Shortly before leaving for my Italian break, I had one of these ah-ah!/I am learning something new moments. I was reading William Black's "Al Dente", a very well written and enjoyable book about Italian food and history, and stumbled upon his description of Tiella Gaetana, the stuffed "bread" typical of Gaeta . Now, I spent many of my childhood summer holidays in the area near Gaeta, so I had heard the name before, but I must admit I had no idea what the dish was. Black describes food in such a delicious way – something he definitely has a knack for – that I knew I had to get a bite of tiella as soon as I could. I also wanted to learn more about it.
I did not manage to find much about the history of this dish, but to me tiella symbolises the perfect union of love for food, local ingredients and a practical take to eating. According to some sources tiella was the fare of the local mariners: simple to eat yet delicious.

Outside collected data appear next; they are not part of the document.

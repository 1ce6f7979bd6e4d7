//! Error types and error handling for the lexer.
//!
//! This module defines the error types raised while turning source text
//! into tokens. It includes:
//!
//! - Error structures carrying the offending fragment and column
//! - One variant per failure kind (illegal sign, illegal symbol,
//!   unclosed string, unclosed comment)
//! - Error names and user-facing suggestions

pub mod errors;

Tiella is essentially two disks of bread dough, brushed with plenty of oil, stuffed with a moderate amount of simple ingredients, sealed and baked.
You can find similar items throughout many countries whose eating culture is centred on wheat, but tiella Gaetana has a couple of peculiarities that make it unique. First of all, the border sealing the two disks of dough is always wavy like the sea. The dough itself is made without oil, yet the bottom and top of the "bread" should be brushed abundantly with extra virgin olive oil. Finally the stuffing, which has a few rules of its own. The most classic of tiellas is made with octopus, some gaeta olives, tomatoes, parsley and plenty of olive oil, but there are plenty of variations: escarole and olives, escaroles and bacclà (salted cod), anchovies, tiny calamaretti and zucchini and cheese (sheep) are just a few. The purist say that once you cut the tiella into quarters and bite into it, there should be so much oil in the filling that it runs down your forearms. I don't find that particularly appetising, to be completely honest. Traditional recipes can be good, but sometimes there is a reason why evolution is better. On the other hand, I completely agree with the keepers of the Gaetan tradition when they claim that tiella should only be paired with wine, never water. A nice cool wine from Lazio or Campania goes down a treat with it.
For my taste of tiella, I followed Black's tip and went to Chinappi a tiny and somewhat hidden bakery that specialises in Tiella. It was a difficult choice, but the first go had to be tiella with octopus, which was simply delicious. The oily dough was a delectable container for the filling of sweet tomatoes, firm (but not hard octopus, rich of sea aromas, and the occasional slightly bitter punch of the olive. A good amount of oil in the filling too, but luckily not so much that it was dripping to my elbows. Now I am dying to try all the other fillings!